I believe that Jeffrey has stated this very well.  WSDL certainly does
*not* need constraints on how a service may be defined, and as he has
here clearly stated, the lack of a single defined means for recognizing
an operation from its wire format is a problem for *service*, not
*client* (fsvo "client") code.  While it may be correct to demand that
WSDL insure that generated clients be able to determine a signature
unambiguously, I agree that it is incorrect to require all services to
be generated so straitly.

On Fri, 24 Oct 2003 17:56:59 -0700
Jeffrey Schlimmer <> wrote:

> From: Umit Yalcinalp []
> Jeffrey Schlimmer wrote:
> 	I do not believe that WSDL 2.0 needs to be restrictive in this
> 	case because there are interesting alternatives and because any
> 	recommended alternative is arbitrarily restrictive.
> I am aware that there may be alternatives. I have stated some in the
> mail thread that started this, my point is that disambiguating wire
> signatures is a problem that has been recognized and solved already by
> WS-I BP. 1.0. This problem must be solved in an interoperable way 
> [jeffsch: I disagree that the problem must be solved in an
> interoperable way. If a service wants to have > 1 input message with
> the same on-the-wire signature, why would anyone else care?]
> and we should not need yet another profile. I am very uncomfortable
> with the possibility of  leaving the same issues that are addressed
> for interoperability for WSDL 1.1 to yet another profiling exercise. 
> 	SOAP header blocks provide a very interesting dispatch model,
> 	and there are likely to be strong conventions around using
> 	specific header blocks for this. For example, WS-Addressing [1]
> 	defines an Action header block that is particularly suited for
> 	this purpose.
> WS-Addressing was not part of our spec last time I looked ;-) 
> [jeffsch: Agreed. However, as a WG we do not operate on a closed-world
> assumption. There are various pieces of important work outside the
> scope of the WG, and if there are interesting, viable alternatives, we
> should not preclude them.]
> 	As Paul points out, there shouldn't be any constraint on Body
> 	data; it is the application's business and should be whatever is
> 	appropriate for a given application. (Note to self: our current
> 	design may already be overly restrictive here.) 

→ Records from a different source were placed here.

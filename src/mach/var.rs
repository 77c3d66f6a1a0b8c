use super::{Val, FRAME_SLOTS, MAX_NAME_LEN};
use crate::error;
use crate::lang::Error;

type Result<T> = std::result::Result<T, Error>;

#[derive(Debug, Default, Clone)]
struct Slot {
    name: String,
    val: Val,
}

/// ## Variable memory
///
/// One call frame worth of variables. A fixed number of slots,
/// searched front to back. A slot holding `Val::Undefined` is free.

#[derive(Debug, Clone)]
pub struct Var {
    slots: [Slot; FRAME_SLOTS],
}

impl Default for Var {
    fn default() -> Var {
        Var {
            slots: Default::default(),
        }
    }
}

impl Var {
    pub fn new() -> Var {
        Var::default()
    }

    pub fn len(&self) -> usize {
        self.slots.iter().filter(|s| s.val.is_defined()).count()
    }

    pub fn is_empty(&self) -> bool {
        self.len() == 0
    }

    fn position(&self, var_name: &str) -> Option<usize> {
        self.slots
            .iter()
            .position(|s| s.val.is_defined() && s.name == var_name)
    }

    pub fn fetch(&self, var_name: &str) -> Option<&Val> {
        self.position(var_name).map(|i| &self.slots[i].val)
    }

    pub fn fetch_mut(&mut self, var_name: &str) -> Option<&mut Val> {
        match self.position(var_name) {
            Some(i) => Some(&mut self.slots[i].val),
            None => None,
        }
    }

    /// Fetch that reports a missing variable as an error.
    pub fn get(&self, var_name: &str) -> Result<&Val> {
        match self.fetch(var_name) {
            Some(val) => Ok(val),
            None => Err(error!(UndefinedVariable; var_name)),
        }
    }

    pub fn get_integer(&self, var_name: &str) -> Result<i64> {
        match self.get(var_name)? {
            Val::Integer(n) => Ok(*n),
            val => Err(error!(TypeMismatch;
                &format!("{} IS {}", var_name, val.type_name()))),
        }
    }

    /// Creates a new variable. The name must be free in this frame.
    pub fn define(&mut self, var_name: &str, value: Val) -> Result<()> {
        if self.position(var_name).is_some() {
            return Err(error!(DuplicateDefinition; var_name));
        }
        let index = self.free_slot(var_name)?;
        self.insert(index, var_name, value);
        Ok(())
    }

    /// Overwrites an existing variable, or creates it when missing.
    pub fn store(&mut self, var_name: &str, value: Val) -> Result<()> {
        match self.fetch_mut(var_name) {
            Some(val) => {
                *val = value;
                Ok(())
            }
            None => {
                let index = self.free_slot(var_name)?;
                self.insert(index, var_name, value);
                Ok(())
            }
        }
    }

    fn free_slot(&self, var_name: &str) -> Result<usize> {
        if var_name.len() > MAX_NAME_LEN {
            return Err(error!(NameTooLong; var_name));
        }
        match self.slots.iter().position(|s| !s.val.is_defined()) {
            Some(i) => Ok(i),
            None => Err(error!(TooManyVariables)),
        }
    }

    fn insert(&mut self, index: usize, var_name: &str, value: Val) {
        debug_assert!(value.is_defined());
        let slot = &mut self.slots[index];
        slot.name.clear();
        slot.name.push_str(var_name);
        slot.val = value;
    }
}
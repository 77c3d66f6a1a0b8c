/*!
# `sub <dest> <a> <b>`

## Purpose
Subtracts two integers or removes a string suffix.

## Remarks
Both operands must have the same type. Integer subtraction wraps around.
For strings, when `a` ends with `b` that ending is removed; otherwise
`a` is copied unchanged. The destination is created when it does not
exist yet.

## Example
```text
label main
def a "hello"
def b "lo"
sub c a b
print c
ret

Running script...
variable: 'c', value: "hel"
```

*/
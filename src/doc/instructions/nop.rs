/*!
# `nop`

## Purpose
Prints `NOP`.

## Remarks
Takes no operands. Useful as a trace of which path a script took.

## Example
```text
label main
nop
ret

Running script...
NOP
```

*/
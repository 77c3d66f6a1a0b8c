/*!
# `label <name>`

## Purpose
Marks a place that `call`, `jmp` and `cbz` can go to.

## Remarks
Labels do nothing when executed. Names are case sensitive. When two
labels share a name, the first one wins. Execution begins at `label
main`.

## Example
```text
label main
jmp end
nop
label end
ret

Running script...
```

*/
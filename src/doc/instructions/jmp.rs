/*!
# `jmp <label>`

## Purpose
Continues at a label.

## Remarks
The current frame is kept. An unknown label is an `UNDEFINED LABEL`
error.

## Example
```text
label main
jmp skip
nop
label skip
ret

Running script...
```

*/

> 	Put another way, if a service wants to define > 1
> 	operation/input/@Body that point to the same GED, why would
> 	anyone else care?
> As a vendor  that provide tools needs to be able to dispatch and need
> to disambiguate an incoming message and relate it to a specific
> operation. 
> [jeffsch: Fine. Your tool can enforce whatever restriction you need to
> on the WSDL you generate and/or consume. I claim it is possible to
> build tools that generate and consume WSDL without this restriction.]

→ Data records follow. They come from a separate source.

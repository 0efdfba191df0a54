//! Storage of the assembled linear system.
//!
//! Writes to [`GalMat`] and [`GalVec`] are queued and only become visible
//! after a `flush`. The sparsity pattern of a [`GalMat`] is fixed once built:
//! writes can change values but never add or remove entries.

use crate::space::DofIdx;

use std::collections::BTreeSet;

#[derive(Debug, thiserror::Error)]
pub enum SparsityError {
  #[error("entry ({row}, {col}) is not part of the sparsity pattern")]
  NotInPattern { row: usize, col: usize },
  #[error("sparsity patterns differ")]
  PatternMismatch,
  #[error(transparent)]
  Format(#[from] nas::SparseFormatError),
}

/// Galerkin matrix in CSR format with queued writes.
#[derive(Debug, Clone)]
pub struct GalMat {
  csr: nas::CsrMatrix<f64>,
  pending: Vec<(usize, usize, f64)>,
}

impl GalMat {
  pub fn new(csr: nas::CsrMatrix<f64>) -> Self {
    Self {
      csr,
      pending: Vec::new(),
    }
  }

  /// Duplicate entries are summed up, explicit zeros are kept.
  pub fn from_coo(coo: &nas::CooMatrix<f64>) -> Self {
    Self::new(coo.into())
  }

  pub fn try_from_triplets(
    nrows: usize,
    ncols: usize,
    triplets: &[(usize, usize, f64)],
  ) -> Result<Self, SparsityError> {
    let rows = triplets.iter().map(|t| t.0).collect();
    let cols = triplets.iter().map(|t| t.1).collect();
    let vals = triplets.iter().map(|t| t.2).collect();
    let coo = nas::CooMatrix::try_from_triplets(nrows, ncols, rows, cols, vals)?;
    Ok(Self::from_coo(&coo))
  }

  pub fn nrows(&self) -> usize {
    self.csr.nrows()
  }
  pub fn ncols(&self) -> usize {
    self.csr.ncols()
  }
  pub fn nnz(&self) -> usize {
    self.csr.nnz()
  }
  pub fn csr(&self) -> &nas::CsrMatrix<f64> {
    &self.csr
  }
  pub fn to_nalgebra_dense(&self) -> na::DMatrix<f64> {
    (&self.csr).into()
  }

  /// The stored value at `(row, col)`, `None` if outside the pattern.
  pub fn get(&self, row: usize, col: usize) -> Option<f64> {
    self.position(row, col).map(|i| self.csr.values()[i])
  }

  pub fn row_nnz(&self, row: usize) -> usize {
    self.csr.row(row).nnz()
  }
  /// Number of nonzeros of the widest row.
  pub fn max_row_nnz(&self) -> usize {
    self
      .csr
      .row_offsets()
      .windows(2)
      .map(|w| w[1] - w[0])
      .max()
      .unwrap_or(0)
  }

  /// Reads the column indices and values of `row` into the given buffers.
  pub fn getrow(&self, row: usize, cols: &mut Vec<usize>, values: &mut Vec<f64>) {
    let row = self.csr.row(row);
    cols.clear();
    cols.extend_from_slice(row.col_indices());
    values.clear();
    values.extend_from_slice(row.values());
  }

  /// Queues writes of `values` into `row` at the columns `cols`.
  pub fn set_row(&mut self, row: usize, cols: &[usize], values: &[f64]) {
    assert_eq!(cols.len(), values.len());
    self
      .pending
      .extend(cols.iter().zip(values).map(|(&col, &v)| (row, col, v)));
  }

  /// Queues a single write.
  pub fn set(&mut self, row: usize, col: usize, value: f64) {
    self.pending.push((row, col, value));
  }

  pub fn has_pending(&self) -> bool {
    !self.pending.is_empty()
  }

  /// Applies all queued writes in the order they were issued.
  ///
  /// Either all writes are applied or, if any of them lies outside the
  /// sparsity pattern, none. The queue is empty afterwards in both cases.
  pub fn flush(&mut self) -> Result<(), SparsityError> {
    let pending = std::mem::take(&mut self.pending);
    let positions = pending
      .iter()
      .map(|&(row, col, _)| {
        self
          .position(row, col)
          .ok_or(SparsityError::NotInPattern { row, col })
      })
      .collect::<Result<Vec<_>, _>>()?;

    let values = self.csr.values_mut();
    for (i, (_, _, v)) in positions.into_iter().zip(pending) {
      values[i] = v;
    }
    Ok(())
  }

  /// Overwrites all values with those of `other`, which must have the same
  /// sparsity pattern. Discards queued writes.
  pub fn assign_values(&mut self, other: &GalMat) -> Result<(), SparsityError> {
    if self.csr.pattern() != other.csr.pattern() {
      return Err(SparsityError::PatternMismatch);
    }
    self.pending.clear();
    self.csr.values_mut().copy_from_slice(other.csr.values());
    Ok(())
  }

  /// Index of entry `(row, col)` into the value array.
  fn position(&self, row: usize, col: usize) -> Option<usize> {
    if row >= self.nrows() {
      return None;
    }
    let offsets = self.csr.row_offsets();
    let (start, end) = (offsets[row], offsets[row + 1]);
    self.csr.col_indices()[start..end]
      .binary_search(&col)
      .ok()
      .map(|i| start + i)
  }
}

/// Galerkin vector with queued writes and ghost registration.
#[derive(Debug, Clone)]
pub struct GalVec {
  values: na::DVector<f64>,
  pending: Vec<(DofIdx, f64)>,
  ghosts: BTreeSet<DofIdx>,
}

impl GalVec {
  pub fn new(values: na::DVector<f64>) -> Self {
    Self {
      values,
      pending: Vec::new(),
      ghosts: BTreeSet::new(),
    }
  }
  pub fn zeros(len: usize) -> Self {
    Self::new(na::DVector::zeros(len))
  }

  pub fn len(&self) -> usize {
    self.values.len()
  }
  pub fn is_empty(&self) -> bool {
    self.values.is_empty()
  }
  pub fn get(&self, i: DofIdx) -> f64 {
    self.values[i]
  }
  pub fn as_vector(&self) -> &na::DVector<f64> {
    &self.values
  }
  pub fn into_vector(self) -> na::DVector<f64> {
    self.values
  }

  /// Queues a write.
  pub fn set(&mut self, i: DofIdx, value: f64) {
    assert!(i < self.len(), "index {i} out of bounds ({})", self.len());
    self.pending.push((i, value));
  }

  pub fn has_pending(&self) -> bool {
    !self.pending.is_empty()
  }

  /// Applies all queued writes in order, later writes win.
  pub fn flush(&mut self) {
    for (i, v) in self.pending.drain(..) {
      self.values[i] = v;
    }
  }

  /// Drops all queued writes.
  pub fn discard_pending(&mut self) {
    self.pending.clear();
  }

  /// Registers the rows owned by other ranks that this rank references.
  pub fn init_ghosted(&mut self, ghosts: BTreeSet<DofIdx>) {
    self.ghosts = ghosts;
  }
  pub fn ghost_indices(&self) -> &BTreeSet<DofIdx> {
    &self.ghosts
  }
}
use super::BcError;
use crate::{
  space::DofIdx,
  sparse::{GalMat, GalVec},
};

/// Scratch storage owned by a boundary condition and reused across `apply` calls.
///
/// Holds a copy of the system matrix that receives the constraint writes,
/// plus row buffers. The buffers are sized for the widest row of the matrix
/// at creation and grow to the widest row ever constrained; they never shrink.
#[derive(Debug)]
pub struct Workspace {
  scratch: GalMat,
  row_cols: Vec<usize>,
  row_values: Vec<f64>,
  zero_row: Vec<f64>,
}

impl Workspace {
  pub fn new(galmat: &GalMat) -> Self {
    let width = galmat.max_row_nnz();
    Self {
      scratch: galmat.clone(),
      row_cols: Vec::with_capacity(width),
      row_values: Vec::with_capacity(width),
      zero_row: vec![0.0; width],
    }
  }

  pub fn scratch(&self) -> &GalMat {
    &self.scratch
  }

  /// Current width of the row buffers.
  pub fn capacity(&self) -> usize {
    self.zero_row.len()
  }

  /// Overwrites the scratch values with the current values of `galmat`.
  pub fn copy_in(&mut self, galmat: &GalMat) -> Result<(), BcError> {
    self.scratch.assign_values(galmat)?;
    Ok(())
  }

  /// Flushes the constraint writes and publishes the scratch values to `galmat`.
  pub fn copy_out(&mut self, galmat: &mut GalMat) -> Result<(), BcError> {
    self.scratch.flush()?;
    galmat.assign_values(&self.scratch)?;
    Ok(())
  }

  fn reserve(&mut self, width: usize) {
    if width > self.zero_row.len() {
      self.zero_row.resize(width, 0.0);
    }
  }

  /// Replaces row `dof` by the identity row.
  ///
  /// The row pattern is read from `galmat`, the writes go to the scratch
  /// matrix: every stored entry of the row becomes zero, then the diagonal
  /// becomes one. The pattern stays untouched.
  pub fn constrain_row(&mut self, galmat: &GalMat, dof: DofIdx) -> Result<(), BcError> {
    galmat.getrow(dof, &mut self.row_cols, &mut self.row_values);
    let nnz = self.row_cols.len();
    if nnz == 0 {
      return Err(BcError::EmptyRow { row: dof });
    }
    if self.row_cols.binary_search(&dof).is_err() {
      return Err(BcError::MissingDiagonal { row: dof });
    }

    self.reserve(nnz);
    let zeros = &mut self.zero_row[..nnz];
    zeros.fill(0.0);

    self.scratch.set_row(dof, &self.row_cols, zeros);
    self.scratch.set(dof, dof, 1.0);
    Ok(())
  }
}

/// Prescribes the value of `dof` in the right-hand side.
pub fn constrain_rhs(galvec: &mut GalVec, dof: DofIdx, value: f64) {
  galvec.set(dof, value);
}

> This is a real interoperability problem as vendors need to consume
> WSDLs provided by services developed by other vendors tools and need
> to disambiguate the incoming messages. 
> [jeffsch: Vendors need to be able to generate client proxies from WSDL
> generated by servers, but we both agree there is no problem on the
> client side. Are you concerned about the problem of being able to
> generate server proxies from WSDL defined by some third-party?]

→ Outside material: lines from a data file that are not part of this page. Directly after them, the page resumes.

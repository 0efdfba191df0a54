use super::{coordinates::VertexCoords, SimplicialMesh, VertexIdx};
use crate::Dim;

use itertools::Itertools;

/// converts linear index to cartesian index
///
/// converts linear index in 0..dim_len^d to cartesian index in (0)^d..(dim_len)^d
pub fn linear_index2cartesian_index(
  mut lin_idx: usize,
  dim_len: usize,
  dim: usize,
) -> na::DVector<usize> {
  let mut cart_idx = na::DVector::zeros(dim);
  for icomp in 0..dim {
    cart_idx[icomp] = lin_idx % dim_len;
    lin_idx /= dim_len;
  }
  cart_idx
}

/// converts cartesian index to linear index
///
/// converts cartesian index in (0)^d..(dim_len)^d to linear index in 0..dim_len^d
pub fn cartesian_index2linear_index(cart_idx: &na::DVector<usize>, dim_len: usize) -> usize {
  let dim = cart_idx.len();
  let mut lin_idx = 0;
  for icomp in (0..dim).rev() {
    lin_idx *= dim_len;
    lin_idx += cart_idx[icomp];
  }
  lin_idx
}

pub struct HyperBox {
  min: na::DVector<f64>,
  max: na::DVector<f64>,
}

impl HyperBox {
  pub fn new_min_max(min: na::DVector<f64>, max: na::DVector<f64>) -> Self {
    assert!(min.len() == max.len());
    Self { min, max }
  }
  pub fn new_unit(dim: Dim) -> Self {
    let min = na::DVector::zeros(dim);
    let max = na::DVector::from_element(dim, 1.0);
    Self { min, max }
  }

  pub fn dim(&self) -> usize {
    self.min.len()
  }
  pub fn min(&self) -> &na::DVector<f64> {
    &self.min
  }
  pub fn max(&self) -> &na::DVector<f64> {
    &self.max
  }
  pub fn side_lengths(&self) -> na::DVector<f64> {
    &self.max - &self.min
  }
}

/// Structured simplicial mesh of a [`HyperBox`].
///
/// The box is subdivided into `nboxes_per_dim^d` equal sub-boxes, each of
/// which is split into `d!` simplicies (Kuhn triangulation).
/// Vertices are numbered lexicographically, first axis fastest.
pub struct HyperBoxMeshInfo {
  hyperbox: HyperBox,
  nboxes_per_dim: usize,
}

impl HyperBoxMeshInfo {
  pub fn new_min_max(min: na::DVector<f64>, max: na::DVector<f64>, nboxes_per_dim: usize) -> Self {
    let hyperbox = HyperBox::new_min_max(min, max);
    Self {
      hyperbox,
      nboxes_per_dim,
    }
  }
  pub fn new_unit(dim: Dim, nboxes_per_dim: usize) -> Self {
    let hyperbox = HyperBox::new_unit(dim);
    Self {
      hyperbox,
      nboxes_per_dim,
    }
  }

  pub fn hyperbox(&self) -> &HyperBox {
    &self.hyperbox
  }
  pub fn dim(&self) -> usize {
    self.hyperbox.dim()
  }
  pub fn nboxes_per_dim(&self) -> usize {
    self.nboxes_per_dim
  }
  pub fn nvertices_per_dim(&self) -> usize {
    self.nboxes_per_dim + 1
  }
  pub fn nboxes(&self) -> usize {
    self.nboxes_per_dim.pow(self.dim() as u32)
  }
  pub fn nvertices(&self) -> usize {
    self.nvertices_per_dim().pow(self.dim() as u32)
  }
  pub fn vertex_cart_idx(&self, ivertex: VertexIdx) -> na::DVector<usize> {
    linear_index2cartesian_index(ivertex, self.nvertices_per_dim(), self.dim())
  }
  pub fn vertex_pos(&self, ivertex: VertexIdx) -> na::DVector<f64> {
    (self.vertex_cart_idx(ivertex).cast::<f64>() / self.nboxes_per_dim as f64)
      .component_mul(&self.hyperbox.side_lengths())
      + self.hyperbox.min()
  }

  pub fn is_vertex_on_boundary(&self, ivertex: VertexIdx) -> bool {
    self
      .vertex_cart_idx(ivertex)
      .iter()
      .any(|&c| c == 0 || c == self.nboxes_per_dim)
  }

  pub fn compute_vertex_coords(&self) -> VertexCoords {
    let mut coords = na::DMatrix::zeros(self.dim(), self.nvertices());
    for (ivertex, mut coord) in coords.column_iter_mut().enumerate() {
      coord.copy_from(&self.vertex_pos(ivertex));
    }
    VertexCoords::new(coords)
  }

  pub fn compute_cells(&self) -> Vec<Vec<VertexIdx>> {
    let dim = self.dim();
    let mut cells = Vec::with_capacity(self.nboxes() * (1..=dim).product::<usize>());

    // iterate through all boxes that make up the mesh
    for ibox in 0..self.nboxes() {
      let origin_icart = linear_index2cartesian_index(ibox, self.nboxes_per_dim, dim);
      let ivertex_origin = cartesian_index2linear_index(&origin_icart, self.nvertices_per_dim());

      // each permutation of the axes gives rise to one simplicial cell
      for axes in (0..dim).permutations(dim) {
        let mut cell = Vec::with_capacity(dim + 1);
        cell.push(ivertex_origin);

        // every shift step along an axis gives us one vertex
        let mut vertex_icart = origin_icart.clone();
        for axis in axes {
          vertex_icart[axis] += 1;
          cell.push(cartesian_index2linear_index(
            &vertex_icart,
            self.nvertices_per_dim(),
          ));
        }
        cells.push(cell);
      }
    }
    cells
  }

  pub fn to_mesh(&self) -> SimplicialMesh {
    SimplicialMesh::new(self.compute_cells(), self.compute_vertex_coords())
      .expect("hyperbox triangulation is a valid manifold mesh")
  }
}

> As you probably know, a service provider can not disambiguate between
> operations given an input message that may be associated with two
> different operations as the operation doesn't appear on the wire. 
> [jeffsch: I claim there are >> ways that a service provider can
> disambiguate messages to the degree that it needs to, and since the
> WSDL is written from the point of view of the service, it is up to the
> service to ensure this property to the degree needed.]
> By having this restriction, an interface is associated with a service,
> hence an endpoint would be able to distinguish the incoming messages. 
> Our position is that this must be solved in an interoperable way and
> leaving this to specifications or specific vendor implementations are
> not acceptable as one vendors choice of disambiguating may not be
> supported by another unless it is part of the standard. Hence, one
> vendor will not be aware of headers or addressing choices which will
> solve this problem. This is a real issue for interoperability. 
> [jeffsch: This is not a problem for tools that generate client
> proxies. It may be an implementation issue for tools that generate
> server stubs from WSDL specified by a third-party, but the assumptions
> of specific implementations should not be baked into a long-range
> specification like WSDL 2.0.]
> If you would like to propose alternative ways of tackling this issue
> within the context of the WSD wg, I am all ears. However, not solving
> this problem is unacceptable. There is a solution that is already
> published by WS-I and we should use it. 
> [jeffsch: This is not an interoperability problem. And it does not
> need to be solved by this WG.]

Amelia A. Lewis
Architect, TIBCO/Extensibility, Inc.